§ **WHAT TO WORK ON**
Take the lines below between the one holding "configuration with details" and the one holding "invalid level error", inclusive, and copy them exactly. Add nothing.

§ **LISTED ENTRIES**

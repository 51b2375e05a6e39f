//! Error types for the logger system

pub type Result<T> = std::result::Result<T, LoggerError>;

#[derive(Debug, thiserror::Error)]
pub enum LoggerError {
    /// IO error with context
    #[error("IO error while {operation}: {message}")]
    IoOperation {
        operation: String,
        message: String,
        #[source]
        source: std::io::Error,
    },

    /// Generic IO error
    #[error("IO error: {0}")]
    IoError(#[from] std::io::Error),

    /// JSON serialization error
    #[error("JSON error: {0}")]
    JsonError(#[from] serde_json::Error),

    /// Unrecognized level name
    #[error("Invalid log level: '{0}'")]
    InvalidLevel(String),

    /// Invalid configuration with details
    #[error("Invalid configuration for {component}: {message}")]
    InvalidConfiguration { component: String, message: String },

    /// Writer error (generic)
    #[error("Writer error: {0}")]
    WriterError(String),
}

impl LoggerError {
    /// Create an IO operation error with context
    pub fn io_operation(
        operation: impl Into<String>,
        message: impl Into<String>,
        source: std::io::Error,
    ) -> Self {
        LoggerError::IoOperation {
            operation: operation.into(),
            message: message.into(),
            source,
        }
    }

    /// Create an invalid level error
    pub fn invalid_level(name: impl Into<String>) -> Self {
        LoggerError::InvalidLevel(name.into())
    }

    /// Create an invalid configuration error
    pub fn config(component: impl Into<String>, message: impl Into<String>) -> Self {
        LoggerError::InvalidConfiguration {
            component: component.into(),
            message: message.into(),
        }
    }

    /// Create a writer error (generic)
    pub fn writer<S: Into<String>>(msg: S) -> Self {
        LoggerError::WriterError(msg.into())
    }
}

#[cfg(test)]
mod tests {
    use super::*;

    #[test]
    fn test_error_creation() {
        let err = LoggerError::invalid_level("loud");
        assert!(matches!(err, LoggerError::InvalidLevel(_)));

        let err = LoggerError::config("output", "path must not be empty");
        assert!(matches!(err, LoggerError::InvalidConfiguration { .. }));

        let err = LoggerError::writer("sink closed");
        assert!(matches!(err, LoggerError::WriterError(_)));
    }

    #[test]
    fn test_error_display() {
        let err = LoggerError::invalid_level("loud");
        assert_eq!(err.to_string(), "Invalid log level: 'loud'");

        let err = LoggerError::config("output", "path must not be empty");
        assert_eq!(
            err.to_string(),
            "Invalid configuration for output: path must not be empty"
        );
    }

    #[test]
    fn test_io_operation_error() {
        let io_err = std::io::Error::new(std::io::ErrorKind::PermissionDenied, "access denied");
        let err = LoggerError::io_operation("opening log file", "/var/log/app.log", io_err);

        assert!(matches!(err, LoggerError::IoOperation { .. }));
        assert!(err.to_string().contains("opening log file"));
        assert!(err.to_string().contains("/var/log/app.log"));
    }
}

§ **WRITTEN REPLY**
    /// Invalid configuration with details
    #[error("Invalid configuration for {component}: {message}")]
    InvalidConfiguration { component: String, message: String },

    /// Writer error (generic)
    #[error("Writer error: {0}")]
    WriterError(String),
}

impl LoggerError {
    /// Create an IO operation error with context
    pub fn io_operation(
        operation: impl Into<String>,
        message: impl Into<String>,
        source: std::io::Error,
    ) -> Self {
        LoggerError::IoOperation {
            operation: operation.into(),
            message: message.into(),
            source,
        }
    }

    /// Create an invalid level error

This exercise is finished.